Like many before me, I've been lured by this enduring tale to the small town of Clarksdale, Mississippi, which claims to be the location of this infamous crossroads. Perhaps unlike many before me, I've decided to try to find it at 3am.

After a long night of hopping between the town's music venues, my brother and I end up at the Hopson Commissary, a bar five kilometres out of town on a former cotton plantation. We're offered a lift home and, when I mention we couldn't find the crossroads earlier, our driver, Kirk, insists on taking us there, even though "it's in a pretty sketchy neighbourhood".

It's eerily quiet when we arrive at the intersection of highways 61 and 49. I can just make out a large guitar-shaped monument silhouetted in a street light. I'm about to jump out to take a photo when something ricochets off the truck. My brother and I stare at each other in disbelief. We've been shot at.

Instinctively, I adopt the airline brace position and start shrieking. Kirk, however, is unfazed. After a brief search for the culprit, he nonchalantly returns to the car and drives us back to our B&B in Clarksdale.

Much like the Johnson legend, this story is embellished with every telling. Eventually, it's the devil himself brandishing a double-barrelled shotgun - though in reality it was probably kids with a pellet gun.
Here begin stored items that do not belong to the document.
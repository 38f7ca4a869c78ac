//! Pulse Core - Domain types and errors
//!
//! This crate provides the foundational types shared by the Pulse
//! dashboard backend: cache keys, opaque payloads, block records used
//! for throughput sampling, and the common error type.

pub mod error;
pub mod types;

pub use error::{PulseError, Result};
pub use types::{BlockRecord, CacheKey, Payload, ShardId, Timeframe};

/// Returns the crate version.
pub fn version() -> &'static str {
    env!("CARGO_PKG_VERSION")
}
Most experts agree that the Johnson tale is simply a fable, a Faustian metaphor for choice. The location of the crossroads today wouldn't even have existed in Johnson's time. And while you can't blame Clarksdale for cashing in on the legend, there are other equally compelling reasons to visit this dusty town, 122 kilometres south-west of Memphis.
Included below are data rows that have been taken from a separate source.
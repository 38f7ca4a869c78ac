//! TTL fetch cache using Moka.

use std::collections::HashMap;
use std::future::Future;
use std::sync::Arc;
use std::time::{Duration, Instant as StdInstant};

use chrono::Utc;
use moka::future::Cache;
use parking_lot::Mutex;
use pulse_core::{CacheKey, Payload};
use tokio::sync::{Mutex as AsyncMutex, OwnedMutexGuard};
use tokio::time::Instant;
use tracing::{debug, warn};

use crate::config::CacheConfig;
use crate::entry::CacheEntry;
use crate::error::{BoxError, CacheError};
use crate::metrics::CacheMetrics;
use crate::policy::WritePolicy;
use crate::store::DurableStore;

/// Where a value returned by [`FetchCache::lookup`] came from.
#[derive(Debug, Clone, PartialEq, Eq)]
pub enum Origin {
    /// In-memory entry younger than the requested TTL.
    Fresh,
    /// The fetcher ran and its result was stored.
    Fetched,
    /// A recent durable record, used because memory had no entry.
    Durable,
    /// The fetcher failed; the previous value is served instead.
    Stale { reason: String },
}

impl Origin {
    /// Short label used in responses and logs.
    pub fn label(&self) -> &'static str {
        match self {
            Origin::Fresh => "fresh",
            Origin::Fetched => "fetched",
            Origin::Durable => "durable",
            Origin::Stale { .. } => "stale",
        }
    }
}

/// Result of a cache lookup: the value plus how it was obtained.
#[derive(Debug, Clone)]
pub struct CacheLookup {
    value: Arc<Payload>,
    origin: Origin,
}

impl CacheLookup {
    fn new(value: Arc<Payload>, origin: Origin) -> Self {
        Self { value, origin }
    }

    /// Returns the payload.
    pub fn value(&self) -> &Payload {
        &self.value
    }

    /// Consumes the lookup and returns the shared payload.
    pub fn into_value(self) -> Arc<Payload> {
        self.value
    }

    /// Returns where the value came from.
    pub fn origin(&self) -> &Origin {
        &self.origin
    }

    /// Returns true if the value is a fallback after a failed fetch.
    pub fn is_stale(&self) -> bool {
        matches!(self.origin, Origin::Stale { .. })
    }

    /// Error message of the failed fetch, for stale values.
    pub fn stale_reason(&self) -> Option<&str> {
        match &self.origin {
            Origin::Stale { reason } => Some(reason),
            _ => None,
        }
    }
}

/// Builder for [`FetchCache`].
pub struct FetchCacheBuilder {
    config: CacheConfig,
    store: Option<Arc<dyn DurableStore>>,
    policies: HashMap<CacheKey, WritePolicy>,
}

impl FetchCacheBuilder {
    /// Attaches a durable store used by keys with a write policy.
    pub fn durable_store(mut self, store: Arc<dyn DurableStore>) -> Self {
        self.store = Some(store);
        self
    }

    /// Registers a write policy for `key`.
    pub fn policy(mut self, key: CacheKey, policy: WritePolicy) -> Self {
        self.policies.insert(key, policy);
        self
    }

    /// Builds the cache.
    pub fn build(self) -> FetchCache {
        let metrics = CacheMetrics::new();

        if self.store.is_none() && !self.policies.is_empty() {
            warn!(
                policies = self.policies.len(),
                "Write policies configured without a durable store; they will be ignored"
            );
        }

        let eviction_metrics = metrics.clone();
        let inner = Cache::builder()
            .max_capacity(self.config.max_capacity)
            .eviction_listener(move |_key, _value, cause| {
                let reason = match cause {
                    moka::notification::RemovalCause::Expired => "ttl",
                    moka::notification::RemovalCause::Size => "capacity",
                    moka::notification::RemovalCause::Explicit => "manual",
                    moka::notification::RemovalCause::Replaced => "replaced",
                };
                eviction_metrics.record_eviction(reason);
            })
            .build();

        FetchCache {
            inner,
            config: self.config,
            store: self.store,
            policies: Arc::new(self.policies),
            flights: Arc::new(Mutex::new(HashMap::new())),
            metrics,
        }
    }
}
//! HTTP request metrics.

use std::time::Instant;

use axum::{body::Body, extract::MatchedPath, http::Request, middleware::Next, response::Response};
use metrics::{counter, histogram};

pub const HTTP_REQUESTS_TOTAL: &str = "pulse_http_requests_total";
pub const HTTP_REQUEST_DURATION: &str = "pulse_http_request_duration_seconds";

/// Records count and latency per route template.
///
/// Unmatched requests are grouped under `unmatched` so arbitrary paths
/// cannot grow label cardinality.
pub async fn http_metrics_middleware(
    matched_path: Option<MatchedPath>,
    request: Request<Body>,
    next: Next,
) -> Response {
    let start = Instant::now();
    let method = request.method().to_string();
    let route = matched_path
        .map(|p| p.as_str().to_string())
        .unwrap_or_else(|| "unmatched".to_string());

    let response = next.run(request).await;

    let status = response.status().as_u16().to_string();

    counter!(
        HTTP_REQUESTS_TOTAL,
        "method" => method.clone(),
        "route" => route.clone(),
        "status" => status
    )
    .increment(1);

    histogram!(HTTP_REQUEST_DURATION, "method" => method, "route" => route)
        .record(start.elapsed().as_secs_f64());

    response
}

/// Registra las metricas HTTP
pub fn register_http_metrics() {
    metrics::describe_counter!(HTTP_REQUESTS_TOTAL, "Total number of HTTP requests");
    metrics::describe_histogram!(
        HTTP_REQUEST_DURATION,
        "HTTP request duration in seconds"
    );
}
For a start, there's the Delta Blues Museum, with its comprehensive collection of instruments, recordings, posters and photographs. Highlights include the remnants of Muddy Waters' rustic wood cabin and several guitars owned by John Lee Hooker and B.B. King.

That Clarksdale was chosen as the site for such an impressive collection says a lot about its significance. This is the birthplace of the blues. It was while toiling away in the surrounding cotton fields in the early 1900s that African Americans developed the field hollers that evolved into the Delta blues. During their time off they'd congregate in wooden shacks called juke joints to sing, dance, drink and gamble. It was music born from hardship, segregation and oppression. Or, as rock/blues guitarist Eric Clapton put it, "a mixture of hope and triumph over adversity".

Many claim that without cotton, the blues wouldn't exist. Most of the early bluesmen lived and worked on cotton plantations, including Muddy Waters and B.B. King. Other pioneers from the region include Howlin' Wolf, "Big" Jack Johnson, James "T-Model" Ford, Terry "Big T" Williams and "Big" George Brock. You get the feeling that if you were born "Little" Tarquin Fauntleroy, you wouldn't have made it as a bluesman in the Delta.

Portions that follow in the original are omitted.